-- Stored data entries --
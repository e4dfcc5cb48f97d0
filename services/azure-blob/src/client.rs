use std::future::Future;
use std::time::Duration;

use blobsign_core::time::{format_http_date, now};
use blobsign_core::{Context, SignRequest};
use bytes::Bytes;
use http::{header, Method, Request, Response};
use log::{debug, warn};
use tokio::io::{AsyncRead, AsyncReadExt};
use tokio_util::sync::CancellationToken;

use crate::constants::*;
use crate::fault::is_failure;
use crate::sas::{encode_query, sign_grant};
use crate::{
    BlobSasPermissions, BlobSignedResource, Config, Credential, DelegationGrant, Error, Fault,
    RequestSigner, Result, SasProtocol,
};

/// Escape a blob name for use in a url path.
///
/// The name is form url encoded, then `+` becomes `%20` and `%2F` goes back
/// to `/` so that virtual directories survive.
///
/// ```
/// use blobsign_azure_blob::escape_blob_name;
///
/// assert_eq!(escape_blob_name("my file+name.png"), "my%20file%2Bname.png");
/// ```
pub fn escape_blob_name(name: &str) -> String {
    form_urlencoded::byte_serialize(name.as_bytes())
        .collect::<String>()
        .replace('+', "%20")
        .replace("%2F", "/")
}

/// BlobClient signs and sends requests to Azure Blob Storage.
///
/// The client holds no mutable state and can be shared between tasks.
/// Every call may be canceled through a [`CancellationToken`]; nothing is
/// retried.
#[derive(Debug, Clone)]
pub struct BlobClient {
    ctx: Context,
    credential: Credential,
    signer: RequestSigner,
    endpoint: Option<String>,
    timeout: Option<Duration>,
    max_error_body: usize,
}

impl BlobClient {
    /// Create a client for `credential`.
    ///
    /// The endpoint defaults to `https://{account}.blob.core.windows.net` for
    /// a shared key credential. A SAS token credential needs
    /// [`BlobClient::with_endpoint`].
    pub fn new(ctx: Context, credential: Credential) -> Self {
        let endpoint = credential
            .account_name()
            .map(|name| format!("https://{name}.blob.core.windows.net"));

        Self {
            ctx,
            credential,
            signer: RequestSigner::new(),
            endpoint,
            timeout: None,
            max_error_body: DEFAULT_MAX_ERROR_BODY,
        }
    }

    /// Create a client from a [`Config`].
    pub fn from_config(ctx: Context, config: &Config) -> Result<Self> {
        let credential = config.credential().map_err(Error::Fatal)?;
        let endpoint = config.endpoint().map_err(Error::Fatal)?;

        let mut client = Self::new(ctx, credential).with_endpoint(endpoint);
        client.timeout = config.timeout;
        if let Some(limit) = config.max_error_body {
            client.max_error_body = limit;
        }
        Ok(client)
    }

    /// Use another blob service endpoint, for example an Azurite emulator at
    /// `http://127.0.0.1:10000/devstoreaccount1`.
    pub fn with_endpoint(mut self, endpoint: impl Into<String>) -> Self {
        self.endpoint = Some(endpoint.into().trim_end_matches('/').to_string());
        self
    }

    /// Fail requests that take longer than `timeout`.
    pub fn with_timeout(mut self, timeout: Duration) -> Self {
        self.timeout = Some(timeout);
        self
    }

    /// Keep at most `limit` bytes of error bodies.
    pub fn with_max_error_body(mut self, limit: usize) -> Self {
        self.max_error_body = limit;
        self
    }

    fn endpoint(&self) -> Result<&str> {
        self.endpoint.as_deref().ok_or_else(|| {
            Error::Fatal(blobsign_core::Error::config_invalid(
                "blob endpoint is required for a sas token credential",
            ))
        })
    }

    /// Url of a container.
    pub fn container_url(&self, container: &str) -> Result<String> {
        Ok(format!("{}/{}", self.endpoint()?, container))
    }

    /// Url of a blob, the name is escaped with [`escape_blob_name`].
    pub fn blob_url(&self, container: &str, blob: &str) -> Result<String> {
        Ok(format!(
            "{}/{}/{}",
            self.endpoint()?,
            container,
            escape_blob_name(blob)
        ))
    }

    /// Upload `body` as a block blob.
    pub async fn put_blob(&self, container: &str, blob: &str, body: Bytes) -> Result<()> {
        self.put_blob_with_cancel(container, blob, body, &CancellationToken::new())
            .await
    }

    /// Upload `body` as a block blob, giving up once `cancel` fires.
    pub async fn put_blob_with_cancel(
        &self,
        container: &str,
        blob: &str,
        body: Bytes,
        cancel: &CancellationToken,
    ) -> Result<()> {
        let req = self.put_blob_request(container, blob, body)?;
        debug!(
            "uploading blob {blob} to container {container}, {} bytes",
            req.body().len()
        );

        self.send_with_cancel(req, cancel).await?;
        debug!("uploaded blob {blob} to container {container}");
        Ok(())
    }

    /// Read `reader` to the end and upload it as a block blob.
    pub async fn put_blob_from_reader<R>(
        &self,
        container: &str,
        blob: &str,
        mut reader: R,
        cancel: &CancellationToken,
    ) -> Result<()>
    where
        R: AsyncRead + Unpin + Send,
    {
        let mut buf = Vec::new();
        cancelable(cancel, async {
            reader
                .read_to_end(&mut buf)
                .await
                .map_err(|source| Error::Io {
                    op: "read upload body",
                    source,
                })
        })
        .await?;

        self.put_blob_with_cancel(container, blob, Bytes::from(buf), cancel)
            .await
    }

    fn put_blob_request(&self, container: &str, blob: &str, body: Bytes) -> Result<Request<Bytes>> {
        let content_type = mime_guess::from_path(blob)
            .first()
            .map(|m| m.to_string())
            .unwrap_or_default();

        Request::builder()
            .method(Method::PUT)
            .uri(self.blob_url(container, blob)?)
            .header(X_MS_BLOB_TYPE, BLOCK_BLOB)
            .header(X_MS_DATE, format_http_date(now()))
            .header(X_MS_VERSION, STORAGE_VERSION)
            .header(header::ACCEPT_CHARSET, "UTF-8")
            .header(header::CONTENT_TYPE, content_type)
            .header(header::CONTENT_LENGTH, body.len())
            .body(body)
            .map_err(|err| Error::Fatal(err.into()))
    }

    /// Sign and send `req`.
    pub async fn send(&self, req: Request<Bytes>) -> Result<Response<Bytes>> {
        self.send_with_cancel(req, &CancellationToken::new()).await
    }

    /// Sign and send `req`, giving up once `cancel` fires.
    ///
    /// A response with a status in `[400, 600)` is returned as
    /// [`Error::Rejected`].
    pub async fn send_with_cancel(
        &self,
        req: Request<Bytes>,
        cancel: &CancellationToken,
    ) -> Result<Response<Bytes>> {
        let (mut parts, body) = req.into_parts();
        self.signer
            .sign_request(&self.ctx, &mut parts, &self.credential)
            .await
            .map_err(Error::Fatal)?;
        let req = Request::from_parts(parts, body);

        let method = req.method().clone();
        let uri = req.uri().path().to_string();
        let resp = cancelable(cancel, self.http_send(req)).await?;

        if is_failure(resp.status()) {
            let fault = Fault::from_response(resp, self.max_error_body);
            warn!(
                "{method} {uri} rejected with status {}, code {}",
                fault.status(),
                fault.error_code().unwrap_or("unknown")
            );
            return Err(Error::Rejected(fault));
        }

        Ok(resp)
    }

    async fn http_send(&self, req: Request<Bytes>) -> Result<Response<Bytes>> {
        let fut = self.ctx.http_send(req);
        match self.timeout {
            None => fut.await.map_err(Error::Transport),
            Some(timeout) => match tokio::time::timeout(timeout, fut).await {
                Ok(resp) => resp.map_err(Error::Transport),
                Err(_) => Err(Error::Transport(blobsign_core::Error::unexpected(format!(
                    "request timed out after {timeout:?}"
                )))),
            },
        }
    }

    /// Url granting what `grant` describes.
    ///
    /// Requires a shared key credential.
    pub fn sas_url(&self, grant: DelegationGrant) -> Result<String> {
        let url = match grant.resource() {
            BlobSignedResource::Container => self.container_url(grant.container())?,
            BlobSignedResource::Blob => self.blob_url(grant.container(), grant.blob())?,
        };
        let pairs = sign_grant(&self.credential, grant).map_err(Error::Fatal)?;

        Ok(format!("{url}?{}", encode_query(&pairs)))
    }

    /// Url that lets anyone read the blob for `days` days.
    ///
    /// `days == 0` returns the plain blob url, useful for public containers.
    /// Negative `days` is rejected. The grant is limited to https unless the
    /// endpoint itself is plain http, like a local emulator.
    pub fn shareable_url(&self, container: &str, blob: &str, days: i64) -> Result<String> {
        let grant = DelegationGrant::expires_in_days(
            container,
            blob,
            BlobSasPermissions::read_only(),
            days,
        )
        .map_err(Error::Fatal)?;

        let Some(grant) = grant else {
            return self.blob_url(container, blob);
        };

        let protocol = if self.endpoint()?.starts_with("http://") {
            SasProtocol::HttpHttps
        } else {
            SasProtocol::Https
        };
        self.sas_url(grant.with_protocol(protocol))
    }
}

async fn cancelable<T>(
    cancel: &CancellationToken,
    fut: impl Future<Output = Result<T>>,
) -> Result<T> {
    tokio::select! {
        biased;
        _ = cancel.cancelled() => Err(Error::Canceled),
        r = fut => r,
    }
}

-- PROBLEM DESCRIPTION --
In the records above, how many lines contain the word "plain"? Say only the number.

-- SOLUTION FOR THIS PROBLEM --
2